An analysis of what happens at the point where the rate of LM loss decrease slows down. It suggests that this is the point where gradients for individual samples start to oppose each other, making it impossible to reduce the loss for all samples simultaneously.

#scaling-law #optimization

Corrector Sampling in Language Models

(Itai Gat, Neta Shaul, Uriel Singer, Yaron Lipman)

Autoregressive language models accumulate errors due to their fixed, irrevocable left-to-right token generation. To address this, we propose a new sampling method called Resample-Previous-Tokens (RPT). RPT mitigates error accumulation by iteratively revisiting and potentially replacing tokens in a window of previously generated text. This method can be integrated into existing autoregressive models, preserving their next-token-prediction quality and speed. Fine-tuning a pretrained 8B parameter model with RPT for only 100B resulted in ~10% relative improvements on reasoning and coding benchmarks compared to the standard sampling.

이전에 샘플링한 토큰의 에러를 교정하는 학습 Objective. 시퀀스 내의 일정 토큰들의 위치를 옮긴 다음 그 위치에 있었어야할 토큰을 예측하게 하는군요.

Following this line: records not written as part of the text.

use std::collections::HashMap;
use std::fs;
use std::path::Path;
use std::time::Duration;

use log::info;

use crate::assembly::{ChunkedPyramidStore, CoreAssembler};
use crate::availability::{
    AvailabilityStrategy, LocalFileStrategy, MountedCollectionClient, PathTranslator, TransferFileStrategy,
    TransferSettings,
};
use crate::channels::{discover_channels, ChannelMap, ImageSource};
use crate::config::{RunConfig, TransferSettingsFile};
use crate::controller::{DriveMode, PreparationController, RunSummary};
use crate::cutting::CoreCutter;
use crate::errors::PrepResult;
use crate::io::{TiffChannelReader, TiffTileStore};
use crate::metadata::CoreTable;

/// Main interface to the coreprep library
pub struct CorePrep {
    config: RunConfig,
    show_progress: bool,
}

impl CorePrep {
    /// Create an instance from an already validated configuration
    pub fn new(config: RunConfig) -> Self {
        CorePrep {
            config,
            show_progress: false,
        }
    }

    /// Load a run configuration file
    ///
    /// # Arguments
    /// * `path` - Path to the TOML configuration
    ///
    /// # Returns
    /// A CorePrep instance or an error if the configuration is invalid
    pub fn from_config(path: &Path) -> PrepResult<Self> {
        Ok(Self::new(RunConfig::load(path)?))
    }

    /// Draw a progress bar while cutting
    pub fn with_progress(mut self, show: bool) -> Self {
        self.show_progress = show;
        self
    }

    pub fn config(&self) -> &RunConfig {
        &self.config
    }

    /// Build the channel map of this run without transferring anything
    ///
    /// # Returns
    /// Channels keyed to local paths, or to service paths for a remote run
    pub fn scan_channels(&self) -> PrepResult<ChannelMap> {
        let selection = self.config.cutting.selection();
        match &self.config.transfer {
            None => discover_channels(ImageSource::Local(&self.config.general.image_dir), &selection),
            Some(transfer) => {
                let mut client = mounted_client(transfer);
                discover_channels(
                    ImageSource::Remote {
                        client: &mut client,
                        collection: &transfer.source_collection,
                        path: &transfer.source_dir,
                    },
                    &selection,
                )
            }
        }
    }

    /// Scan the source and build the matching availability strategy
    ///
    /// A remote run submits its transfers here, in batches of the
    /// configured size.
    ///
    /// # Arguments
    /// * `cleanup_override` - Replaces `transfer_cleanup_enabled` when set
    pub fn build_strategy(&self, cleanup_override: Option<bool>) -> PrepResult<Box<dyn AvailabilityStrategy>> {
        let transfer = match &self.config.transfer {
            None => {
                let channel_map = self.scan_channels()?;
                return Ok(Box::new(LocalFileStrategy::new(channel_map)));
            }
            Some(transfer) => transfer,
        };

        let mut client = mounted_client(transfer);
        let channel_map = discover_channels(
            ImageSource::Remote {
                client: &mut client,
                collection: &transfer.source_collection,
                path: &transfer.source_dir,
            },
            &self.config.cutting.selection(),
        )?;

        let staging_dir = &self.config.general.image_dir;
        fs::create_dir_all(staging_dir)?;

        let mut translator = PathTranslator::new();
        if let (Some(local_root), Some(remote_root)) = (&transfer.local_root, &transfer.remote_root) {
            translator = translator.with_roots(local_root, remote_root);
        }

        let mut settings =
            TransferSettings::new(&transfer.source_collection, &transfer.destination_collection, staging_dir);
        settings.cleanup_enabled = cleanup_override.unwrap_or(self.config.cutting.transfer_cleanup_enabled);
        settings.poll_interval = Duration::from_secs_f64(transfer.poll_interval_secs);

        let mut strategy = TransferFileStrategy::new(Box::new(client), channel_map, translator, settings)
            .with_retry_policy(transfer.retry_policy());
        strategy.submit_batches(transfer.batch_size)?;

        Ok(Box::new(strategy))
    }

    /// Wire up a controller for this run
    pub fn build_controller(&self, cleanup_override: Option<bool>) -> PrepResult<PreparationController> {
        let general = &self.config.general;
        let cutting = &self.config.cutting;

        let cores = CoreTable::load(&general.metadata_file)?;
        let strategy = self.build_strategy(cleanup_override)?;

        fs::create_dir_all(&general.temp_dir)?;
        fs::create_dir_all(&general.output_dir)?;

        let writer = ChunkedPyramidStore::new(&general.output_dir, self.config.storage.pyramid())?;
        let assembler = CoreAssembler::new(&general.temp_dir, Box::new(writer), Box::new(TiffChannelReader))
            .with_allowed_channels(strategy.channel_map().channel_set())
            .with_cleanup(cutting.core_cleanup_enabled);

        let controller = PreparationController::new(
            cores,
            strategy,
            Box::new(TiffTileStore::new(&general.temp_dir)),
            Box::new(assembler),
            CoreCutter::new(cutting.margin, cutting.mask_value),
        )
        .with_progress(self.show_progress);

        Ok(controller)
    }

    /// Cut every core out of every channel and assemble the outputs
    ///
    /// # Arguments
    /// * `mode_override` - Replaces the configured drive mode when set
    /// * `cleanup_override` - Replaces `transfer_cleanup_enabled` when set
    ///
    /// # Returns
    /// The channels cut and the container written for each core
    pub fn run(&self, mode_override: Option<DriveMode>, cleanup_override: Option<bool>) -> PrepResult<RunSummary> {
        let mode = mode_override.unwrap_or_else(|| self.config.cutting.drive_mode());
        info!(
            "Preparing cores from {} source ({:?} mode)",
            if self.config.is_remote() { "remote" } else { "local" },
            mode
        );

        let mut controller = self.build_controller(cleanup_override)?;
        controller.run(mode)
    }
}

fn mounted_client(transfer: &TransferSettingsFile) -> MountedCollectionClient {
    let mounts: HashMap<_, _> = transfer
        .mounts
        .iter()
        .map(|(collection, dir)| (collection.clone(), dir.clone()))
        .collect();
    MountedCollectionClient::new(mounts)
}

A training objective that corrects errors in previously sampled tokens. It moves the positions of certain tokens within the sequence and then tasks the model with predicting the tokens that should have originally existed in those positions.

#llm #decoding

Prefix Grouper: Efficient GRPO Training through Shared-Prefix Forward

(Zikang Liu, Tongtian Yue, Yepeng Tang, Longteng Guo, Junxian Cai, Qingbin Liu, Xi Chen, Jing Liu)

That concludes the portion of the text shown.